BEGIN

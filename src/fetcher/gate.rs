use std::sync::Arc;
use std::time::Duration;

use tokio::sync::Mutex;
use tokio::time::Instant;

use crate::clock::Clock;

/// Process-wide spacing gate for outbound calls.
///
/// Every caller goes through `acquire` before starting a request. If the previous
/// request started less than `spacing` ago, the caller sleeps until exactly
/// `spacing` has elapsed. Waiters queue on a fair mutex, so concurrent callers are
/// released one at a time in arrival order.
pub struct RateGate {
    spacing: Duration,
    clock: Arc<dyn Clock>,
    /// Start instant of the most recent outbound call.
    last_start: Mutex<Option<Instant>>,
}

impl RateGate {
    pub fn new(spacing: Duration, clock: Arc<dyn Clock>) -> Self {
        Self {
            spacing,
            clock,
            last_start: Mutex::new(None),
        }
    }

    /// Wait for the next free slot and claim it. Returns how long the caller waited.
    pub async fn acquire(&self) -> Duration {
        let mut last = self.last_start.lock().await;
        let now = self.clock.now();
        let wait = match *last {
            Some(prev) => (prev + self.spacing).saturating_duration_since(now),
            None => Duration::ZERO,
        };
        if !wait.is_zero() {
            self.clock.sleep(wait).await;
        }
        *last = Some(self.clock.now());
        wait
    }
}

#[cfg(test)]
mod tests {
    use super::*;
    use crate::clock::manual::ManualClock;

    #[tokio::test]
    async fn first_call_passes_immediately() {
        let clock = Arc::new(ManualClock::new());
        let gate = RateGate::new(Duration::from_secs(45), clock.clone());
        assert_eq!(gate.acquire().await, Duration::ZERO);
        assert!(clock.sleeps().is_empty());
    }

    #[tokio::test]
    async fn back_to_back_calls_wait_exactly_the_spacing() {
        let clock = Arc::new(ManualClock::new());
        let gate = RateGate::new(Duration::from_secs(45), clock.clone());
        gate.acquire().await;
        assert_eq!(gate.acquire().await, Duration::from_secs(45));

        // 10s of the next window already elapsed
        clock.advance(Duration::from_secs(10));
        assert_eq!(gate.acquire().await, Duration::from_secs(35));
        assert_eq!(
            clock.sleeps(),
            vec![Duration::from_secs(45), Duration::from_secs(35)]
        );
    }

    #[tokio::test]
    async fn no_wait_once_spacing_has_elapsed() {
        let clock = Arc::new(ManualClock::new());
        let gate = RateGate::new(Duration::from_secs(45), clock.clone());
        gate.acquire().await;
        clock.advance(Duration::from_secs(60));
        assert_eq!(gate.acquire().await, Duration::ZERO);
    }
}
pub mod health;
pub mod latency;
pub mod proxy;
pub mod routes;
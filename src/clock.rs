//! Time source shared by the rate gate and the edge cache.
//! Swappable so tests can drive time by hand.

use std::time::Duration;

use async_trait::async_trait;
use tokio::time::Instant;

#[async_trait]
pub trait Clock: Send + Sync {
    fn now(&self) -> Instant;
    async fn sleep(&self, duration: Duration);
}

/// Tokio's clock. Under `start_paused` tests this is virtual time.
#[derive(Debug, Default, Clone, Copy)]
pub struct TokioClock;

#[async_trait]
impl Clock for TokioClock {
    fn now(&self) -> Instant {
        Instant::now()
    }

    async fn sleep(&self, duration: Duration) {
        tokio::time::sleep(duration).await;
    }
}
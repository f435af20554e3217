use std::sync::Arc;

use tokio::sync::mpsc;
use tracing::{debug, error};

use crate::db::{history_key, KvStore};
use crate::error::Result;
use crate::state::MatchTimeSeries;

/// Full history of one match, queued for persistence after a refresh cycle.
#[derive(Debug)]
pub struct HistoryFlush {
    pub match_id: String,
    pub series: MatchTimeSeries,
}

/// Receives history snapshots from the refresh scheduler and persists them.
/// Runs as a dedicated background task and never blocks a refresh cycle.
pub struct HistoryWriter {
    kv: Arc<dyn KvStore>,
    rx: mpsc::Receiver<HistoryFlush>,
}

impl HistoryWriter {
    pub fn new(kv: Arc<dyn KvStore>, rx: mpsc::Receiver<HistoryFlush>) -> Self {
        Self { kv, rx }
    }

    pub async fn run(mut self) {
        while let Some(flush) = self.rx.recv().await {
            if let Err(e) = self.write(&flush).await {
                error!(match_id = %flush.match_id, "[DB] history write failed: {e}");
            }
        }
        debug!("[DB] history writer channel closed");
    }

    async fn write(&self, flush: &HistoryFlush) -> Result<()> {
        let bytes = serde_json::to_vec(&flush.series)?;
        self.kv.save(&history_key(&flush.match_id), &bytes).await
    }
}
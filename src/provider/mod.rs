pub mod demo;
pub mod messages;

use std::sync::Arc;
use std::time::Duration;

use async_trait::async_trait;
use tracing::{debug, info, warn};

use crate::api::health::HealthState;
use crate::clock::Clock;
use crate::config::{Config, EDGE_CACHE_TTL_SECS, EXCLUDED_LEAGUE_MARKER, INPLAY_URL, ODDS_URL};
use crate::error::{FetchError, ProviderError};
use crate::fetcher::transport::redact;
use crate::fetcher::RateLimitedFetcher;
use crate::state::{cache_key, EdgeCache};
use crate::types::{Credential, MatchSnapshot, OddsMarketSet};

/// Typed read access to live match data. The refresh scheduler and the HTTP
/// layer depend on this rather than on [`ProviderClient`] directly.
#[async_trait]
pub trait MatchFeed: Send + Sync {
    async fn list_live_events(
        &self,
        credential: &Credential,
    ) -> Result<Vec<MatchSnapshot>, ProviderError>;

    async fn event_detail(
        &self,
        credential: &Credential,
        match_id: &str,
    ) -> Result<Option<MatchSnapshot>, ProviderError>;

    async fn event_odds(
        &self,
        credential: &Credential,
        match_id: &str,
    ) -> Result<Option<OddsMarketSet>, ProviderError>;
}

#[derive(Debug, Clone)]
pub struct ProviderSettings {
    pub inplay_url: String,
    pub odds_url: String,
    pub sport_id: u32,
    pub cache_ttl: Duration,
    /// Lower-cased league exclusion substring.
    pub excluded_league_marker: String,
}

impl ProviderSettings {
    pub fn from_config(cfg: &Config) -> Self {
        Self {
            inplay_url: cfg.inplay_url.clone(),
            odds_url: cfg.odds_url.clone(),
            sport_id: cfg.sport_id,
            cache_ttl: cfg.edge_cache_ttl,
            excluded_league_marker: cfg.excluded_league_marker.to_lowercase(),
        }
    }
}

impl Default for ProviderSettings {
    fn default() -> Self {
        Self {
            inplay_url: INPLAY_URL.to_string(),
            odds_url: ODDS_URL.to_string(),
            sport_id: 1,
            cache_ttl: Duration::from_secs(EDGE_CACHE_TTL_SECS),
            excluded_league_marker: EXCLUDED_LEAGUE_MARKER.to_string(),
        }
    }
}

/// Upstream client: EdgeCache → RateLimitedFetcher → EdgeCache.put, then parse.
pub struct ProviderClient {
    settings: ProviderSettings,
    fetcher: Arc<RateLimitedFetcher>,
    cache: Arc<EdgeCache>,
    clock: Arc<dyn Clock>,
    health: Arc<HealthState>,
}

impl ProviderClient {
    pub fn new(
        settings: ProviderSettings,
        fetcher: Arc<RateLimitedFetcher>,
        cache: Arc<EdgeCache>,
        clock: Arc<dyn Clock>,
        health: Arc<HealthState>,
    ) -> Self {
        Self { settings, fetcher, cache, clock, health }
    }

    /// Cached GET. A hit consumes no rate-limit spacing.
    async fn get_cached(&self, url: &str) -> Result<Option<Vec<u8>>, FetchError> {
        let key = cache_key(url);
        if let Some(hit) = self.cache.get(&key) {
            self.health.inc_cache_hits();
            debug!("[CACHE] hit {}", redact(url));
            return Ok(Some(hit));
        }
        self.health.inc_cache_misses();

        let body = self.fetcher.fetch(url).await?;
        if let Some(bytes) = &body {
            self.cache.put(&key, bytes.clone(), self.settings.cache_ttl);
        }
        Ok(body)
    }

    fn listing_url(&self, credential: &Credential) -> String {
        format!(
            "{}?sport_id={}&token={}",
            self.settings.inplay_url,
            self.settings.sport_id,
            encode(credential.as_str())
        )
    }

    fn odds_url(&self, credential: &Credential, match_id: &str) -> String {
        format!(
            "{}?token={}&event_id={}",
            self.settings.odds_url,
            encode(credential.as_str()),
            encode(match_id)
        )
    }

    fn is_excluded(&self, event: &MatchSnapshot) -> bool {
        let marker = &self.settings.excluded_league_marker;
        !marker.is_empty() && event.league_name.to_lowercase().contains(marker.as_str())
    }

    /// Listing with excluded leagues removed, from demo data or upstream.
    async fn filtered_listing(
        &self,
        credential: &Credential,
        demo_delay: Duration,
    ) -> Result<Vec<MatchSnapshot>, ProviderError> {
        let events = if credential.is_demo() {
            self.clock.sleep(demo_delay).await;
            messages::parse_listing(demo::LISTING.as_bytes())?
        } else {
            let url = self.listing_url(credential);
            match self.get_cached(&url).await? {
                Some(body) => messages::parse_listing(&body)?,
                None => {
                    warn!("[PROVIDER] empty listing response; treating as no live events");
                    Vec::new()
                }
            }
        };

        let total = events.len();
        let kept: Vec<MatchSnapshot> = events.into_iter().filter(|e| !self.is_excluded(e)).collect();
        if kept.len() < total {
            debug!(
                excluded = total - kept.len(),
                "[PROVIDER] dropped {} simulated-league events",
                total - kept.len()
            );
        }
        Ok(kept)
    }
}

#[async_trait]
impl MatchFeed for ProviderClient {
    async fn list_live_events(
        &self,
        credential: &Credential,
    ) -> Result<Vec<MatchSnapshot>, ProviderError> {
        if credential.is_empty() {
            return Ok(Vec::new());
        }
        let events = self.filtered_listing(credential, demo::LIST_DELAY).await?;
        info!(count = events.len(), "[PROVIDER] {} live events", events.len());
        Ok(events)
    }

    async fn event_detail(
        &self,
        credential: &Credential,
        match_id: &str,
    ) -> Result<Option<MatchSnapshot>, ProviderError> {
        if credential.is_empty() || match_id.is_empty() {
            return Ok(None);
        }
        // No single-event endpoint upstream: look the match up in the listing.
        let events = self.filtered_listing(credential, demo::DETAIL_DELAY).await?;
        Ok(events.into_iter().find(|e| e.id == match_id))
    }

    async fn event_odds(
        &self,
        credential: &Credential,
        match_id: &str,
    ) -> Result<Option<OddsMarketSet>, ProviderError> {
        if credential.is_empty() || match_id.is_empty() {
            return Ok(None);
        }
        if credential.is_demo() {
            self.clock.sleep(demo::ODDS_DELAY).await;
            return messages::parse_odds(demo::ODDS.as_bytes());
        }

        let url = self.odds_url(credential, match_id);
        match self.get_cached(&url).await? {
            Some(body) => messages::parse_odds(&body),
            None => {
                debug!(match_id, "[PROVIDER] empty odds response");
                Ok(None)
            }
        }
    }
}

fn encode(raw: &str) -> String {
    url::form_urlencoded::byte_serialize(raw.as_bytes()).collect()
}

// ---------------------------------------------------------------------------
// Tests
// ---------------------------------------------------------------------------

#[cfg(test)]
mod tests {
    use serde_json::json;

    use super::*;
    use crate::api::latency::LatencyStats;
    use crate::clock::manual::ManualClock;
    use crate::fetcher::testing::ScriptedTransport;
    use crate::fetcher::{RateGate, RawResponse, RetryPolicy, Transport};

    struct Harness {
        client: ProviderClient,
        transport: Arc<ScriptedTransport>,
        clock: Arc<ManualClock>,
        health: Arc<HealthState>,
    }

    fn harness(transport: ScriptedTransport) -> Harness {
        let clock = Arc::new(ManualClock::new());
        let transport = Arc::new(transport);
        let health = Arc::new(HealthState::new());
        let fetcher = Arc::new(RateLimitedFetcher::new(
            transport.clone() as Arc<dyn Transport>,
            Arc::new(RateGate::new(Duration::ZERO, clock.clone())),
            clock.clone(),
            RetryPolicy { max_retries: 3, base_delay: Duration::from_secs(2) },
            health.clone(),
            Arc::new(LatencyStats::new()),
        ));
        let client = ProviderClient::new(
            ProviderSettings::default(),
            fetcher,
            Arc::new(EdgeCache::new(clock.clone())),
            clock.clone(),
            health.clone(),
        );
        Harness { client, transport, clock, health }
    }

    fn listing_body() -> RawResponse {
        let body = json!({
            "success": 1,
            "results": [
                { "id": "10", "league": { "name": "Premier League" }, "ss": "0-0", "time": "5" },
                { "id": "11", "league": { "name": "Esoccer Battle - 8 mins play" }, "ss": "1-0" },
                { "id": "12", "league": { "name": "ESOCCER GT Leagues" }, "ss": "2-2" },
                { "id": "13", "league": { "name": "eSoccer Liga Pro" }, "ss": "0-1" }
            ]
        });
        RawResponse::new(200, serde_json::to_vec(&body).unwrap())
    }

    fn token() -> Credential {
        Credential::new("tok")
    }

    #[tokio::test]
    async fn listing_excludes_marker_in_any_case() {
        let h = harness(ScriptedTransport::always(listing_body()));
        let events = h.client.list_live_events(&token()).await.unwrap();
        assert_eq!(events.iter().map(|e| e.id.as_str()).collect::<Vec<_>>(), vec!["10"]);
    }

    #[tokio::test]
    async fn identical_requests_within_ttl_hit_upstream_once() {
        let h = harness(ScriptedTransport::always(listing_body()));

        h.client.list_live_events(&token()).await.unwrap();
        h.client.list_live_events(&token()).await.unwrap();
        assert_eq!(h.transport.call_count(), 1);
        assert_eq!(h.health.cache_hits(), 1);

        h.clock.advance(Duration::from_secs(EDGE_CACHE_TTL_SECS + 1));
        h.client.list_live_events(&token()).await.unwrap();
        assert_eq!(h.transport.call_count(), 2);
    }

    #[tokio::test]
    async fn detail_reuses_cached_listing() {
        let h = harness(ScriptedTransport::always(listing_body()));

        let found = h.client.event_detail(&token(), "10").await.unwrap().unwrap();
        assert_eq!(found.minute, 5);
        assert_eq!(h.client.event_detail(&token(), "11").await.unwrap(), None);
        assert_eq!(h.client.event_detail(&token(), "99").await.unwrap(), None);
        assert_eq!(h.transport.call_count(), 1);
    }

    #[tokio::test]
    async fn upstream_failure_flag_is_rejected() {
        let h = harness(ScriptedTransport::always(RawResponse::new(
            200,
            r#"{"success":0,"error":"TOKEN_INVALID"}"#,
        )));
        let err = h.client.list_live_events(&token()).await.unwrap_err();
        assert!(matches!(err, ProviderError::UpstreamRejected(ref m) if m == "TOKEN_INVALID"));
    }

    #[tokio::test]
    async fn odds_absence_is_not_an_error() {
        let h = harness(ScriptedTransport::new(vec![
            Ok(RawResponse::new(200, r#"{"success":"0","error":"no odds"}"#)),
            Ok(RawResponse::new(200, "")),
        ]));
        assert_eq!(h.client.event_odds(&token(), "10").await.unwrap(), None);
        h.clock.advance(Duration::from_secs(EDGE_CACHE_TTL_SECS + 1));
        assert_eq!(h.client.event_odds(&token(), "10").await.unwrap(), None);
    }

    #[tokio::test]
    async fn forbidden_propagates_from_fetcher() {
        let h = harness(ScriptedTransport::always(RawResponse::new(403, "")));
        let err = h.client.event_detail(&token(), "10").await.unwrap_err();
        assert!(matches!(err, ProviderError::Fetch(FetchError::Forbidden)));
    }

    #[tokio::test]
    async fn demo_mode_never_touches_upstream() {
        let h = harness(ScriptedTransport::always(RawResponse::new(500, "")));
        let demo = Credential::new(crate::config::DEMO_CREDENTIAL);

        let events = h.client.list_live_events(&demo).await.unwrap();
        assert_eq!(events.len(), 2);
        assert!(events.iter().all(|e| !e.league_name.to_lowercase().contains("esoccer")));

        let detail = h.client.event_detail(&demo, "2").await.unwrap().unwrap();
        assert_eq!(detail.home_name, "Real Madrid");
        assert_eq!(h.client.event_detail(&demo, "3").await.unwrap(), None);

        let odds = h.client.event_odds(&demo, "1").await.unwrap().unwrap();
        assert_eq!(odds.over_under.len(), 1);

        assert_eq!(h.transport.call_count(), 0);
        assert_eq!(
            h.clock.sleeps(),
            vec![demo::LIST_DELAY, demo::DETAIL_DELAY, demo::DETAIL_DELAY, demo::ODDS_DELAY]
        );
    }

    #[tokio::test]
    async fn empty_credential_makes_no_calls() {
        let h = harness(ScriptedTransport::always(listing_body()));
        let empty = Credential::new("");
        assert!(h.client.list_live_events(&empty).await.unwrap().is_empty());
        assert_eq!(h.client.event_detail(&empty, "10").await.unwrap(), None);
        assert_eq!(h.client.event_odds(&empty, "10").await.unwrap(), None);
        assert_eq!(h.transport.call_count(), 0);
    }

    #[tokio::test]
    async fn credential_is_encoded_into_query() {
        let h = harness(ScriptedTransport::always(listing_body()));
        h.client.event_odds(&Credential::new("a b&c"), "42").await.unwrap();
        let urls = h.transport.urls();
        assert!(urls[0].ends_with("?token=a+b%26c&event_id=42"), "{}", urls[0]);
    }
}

END

### Your instructions
Whenever the string "urls" shows up in a line of the entries, copy that line.

### Result of this task
        let urls = h.transport.urls();
        assert!(urls[0].ends_with("?token=a+b%26c&event_id=42"), "{}", urls[0]);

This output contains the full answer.